== DIRECTIONS FOR THIS TASK ==
Copy all the lines of the data that include the word "ScheduleConfig".

(Stored data)
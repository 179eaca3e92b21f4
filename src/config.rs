//! Configuration management for PVPC Bot
//!
//! This module handles loading, validation, and management of the application
//! configuration from YAML files with support for environment variable overrides.

use crate::error::{PvpcError, Result};
use crate::esios::Zone;
use chrono::NaiveTime;
use chrono_tz::Tz;
use serde::{Deserialize, Serialize};
use std::path::{Path, PathBuf};

mod defaults;

/// Main configuration structure
#[derive(Debug, Clone, Serialize, Deserialize)]
#[serde(default)]
pub struct Config {
    /// Telegram bot configuration
    pub telegram: TelegramConfig,

    /// Upstream price API configuration
    pub esios: EsiosConfig,

    /// On-disk storage locations
    pub storage: StorageConfig,

    /// Statistical summary parameters
    pub analysis: AnalysisConfig,

    /// Daily push configuration
    pub schedule: ScheduleConfig,

    /// Logging configuration
    pub logging: LoggingConfig,

    /// Bound of the background cache write queue
    pub cache_writer_capacity: usize,
}

/// Telegram bot configuration
#[derive(Debug, Clone, Serialize, Deserialize)]
#[serde(default)]
pub struct TelegramConfig {
    /// Bot API token
    pub token: String,

    /// Public bot username, shown in the welcome message
    pub username: String,

    /// Whether admin commands are registered at all
    pub admin_enabled: bool,

    /// Chat ids granted admin rights at startup
    pub admins: Vec<i64>,

    /// Sticker file id sent after the welcome message
    pub welcome_sticker: String,
}

/// Upstream (ESIOS) API configuration
#[derive(Debug, Clone, Serialize, Deserialize)]
#[serde(default)]
pub struct EsiosConfig {
    /// Optional API token; empty means anonymous requests without date range
    pub token: String,

    /// API base URL
    pub base_url: String,

    /// Indicator id for hourly prices
    pub prices_indicator: u32,

    /// Indicator id for tariff sections
    pub sections_indicator: u32,

    /// HTTP timeout in seconds
    pub timeout_seconds: u64,
}

/// Storage locations
#[derive(Debug, Clone, Serialize, Deserialize)]
#[serde(default)]
pub struct StorageConfig {
    /// Root data directory
    pub data_dir: String,
}

/// Summary computation parameters
#[derive(Debug, Clone, Serialize, Deserialize)]
#[serde(default)]
pub struct AnalysisConfig {
    /// Low percentile threshold (0-100)
    pub low_percentile: u8,

    /// High percentile threshold (0-100)
    pub high_percentile: u8,

    /// Decimals shown in reports
    pub round_decimals: usize,

    /// Zone used for users without settings
    pub default_zone: Zone,
}

/// Daily push schedule
#[derive(Debug, Clone, Serialize, Deserialize)]
#[serde(default)]
pub struct ScheduleConfig {
    /// Whether the daily push runs
    pub enabled: bool,

    /// Local time of the daily push in HH:MM format
    pub daily_push_time: String,

    /// IANA timezone the push time is expressed in
    pub timezone: String,
}

/// Logging configuration
#[derive(Debug, Clone, Serialize, Deserialize)]
#[serde(default)]
pub struct LoggingConfig {
    /// Log level (TRACE, DEBUG, INFO, WARN, ERROR)
    pub level: String,

    /// Optional override for the console layer
    pub console_level: Option<String>,

    /// Optional override for the general log file
    pub file_level: Option<String>,

    /// Whether to log to console
    pub console_output: bool,

    /// Whether to use JSON format
    pub json_format: bool,

    /// Number of rotated files to keep per kind
    pub backup_count: u32,
}

impl StorageConfig {
    /// Directory holding cached upstream documents
    pub fn cache_dir(&self) -> PathBuf {
        Path::new(&self.data_dir).join("cache")
    }

    /// Directory holding per-user settings files
    pub fn settings_dir(&self) -> PathBuf {
        Path::new(&self.data_dir).join("settings")
    }

    /// Directory holding rotated log files
    pub fn logs_dir(&self) -> PathBuf {
        Path::new(&self.data_dir).join("logs")
    }
}

impl ScheduleConfig {
    /// Parse the configured push time
    pub fn push_time(&self) -> Result<NaiveTime> {
        NaiveTime::parse_from_str(&self.daily_push_time, "%H:%M").map_err(|e| {
            PvpcError::validation("schedule.daily_push_time".to_string(), e.to_string())
        })
    }

    /// Parse the configured timezone
    pub fn tz(&self) -> Result<Tz> {
        self.timezone.parse::<Tz>().map_err(|e| {
            PvpcError::validation("schedule.timezone".to_string(), e.to_string())
        })
    }
}

impl Config {
    /// Load configuration from a YAML file
    pub fn from_file<P: AsRef<Path>>(path: P) -> Result<Self> {
        let contents = std::fs::read_to_string(path)?;
        let config: Config = serde_yaml::from_str(&contents)?;
        Ok(config)
    }

    /// Load configuration from an explicit path or the default locations,
    /// then apply environment overrides
    pub fn load(explicit: Option<&Path>) -> Result<Self> {
        let mut config = match explicit {
            Some(path) => Self::from_file(path)?,
            None => {
                let default_paths = [
                    "pvpc_config.yaml",
                    "/data/pvpc_config.yaml",
                    "/etc/pvpc-bot/config.yaml",
                ];
                match default_paths.iter().find(|p| Path::new(p).exists()) {
                    Some(path) => Self::from_file(path)?,
                    None => Config::default(),
                }
            }
        };
        config.apply_env_overrides(|key| std::env::var(key).ok());
        Ok(config)
    }

    /// Override secrets and paths from the environment
    pub fn apply_env_overrides<F>(&mut self, lookup: F)
    where
        F: Fn(&str) -> Option<String>,
    {
        if let Some(token) = lookup("PVPC_TELEGRAM_TOKEN").filter(|v| !v.is_empty()) {
            self.telegram.token = token;
        }
        if let Some(token) = lookup("PVPC_ESIOS_TOKEN").filter(|v| !v.is_empty()) {
            self.esios.token = token;
        }
        if let Some(dir) = lookup("PVPC_DATA_DIR").filter(|v| !v.is_empty()) {
            self.storage.data_dir = dir;
        }
    }

    /// Save configuration to a YAML file
    pub fn save_to_file<P: AsRef<Path>>(&self, path: P) -> Result<()> {
        let yaml = serde_yaml::to_string(self)?;
        std::fs::write(path, yaml)?;
        Ok(())
    }

    /// Validate the configuration
    pub fn validate(&self) -> Result<()> {
        if self.telegram.token.trim().is_empty() {
            return Err(PvpcError::validation(
                "telegram.token",
                "Bot token cannot be empty",
            ));
        }

        if self.analysis.low_percentile > 100 || self.analysis.high_percentile > 100 {
            return Err(PvpcError::validation(
                "analysis.percentiles",
                "Must be within 0..=100",
            ));
        }

        if self.analysis.low_percentile > self.analysis.high_percentile {
            return Err(PvpcError::validation(
                "analysis.low_percentile",
                "Must not exceed high_percentile",
            ));
        }

        if self.esios.timeout_seconds == 0 {
            return Err(PvpcError::validation(
                "esios.timeout_seconds",
                "Must be greater than 0",
            ));
        }

        if self.cache_writer_capacity == 0 {
            return Err(PvpcError::validation(
                "cache_writer_capacity",
                "Must be greater than 0",
            ));
        }

        self.schedule.push_time()?;
        self.schedule.tz()?;

        Ok(())
    }
}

== SOLUTION ==
    pub schedule: ScheduleConfig,
pub struct ScheduleConfig {
impl ScheduleConfig {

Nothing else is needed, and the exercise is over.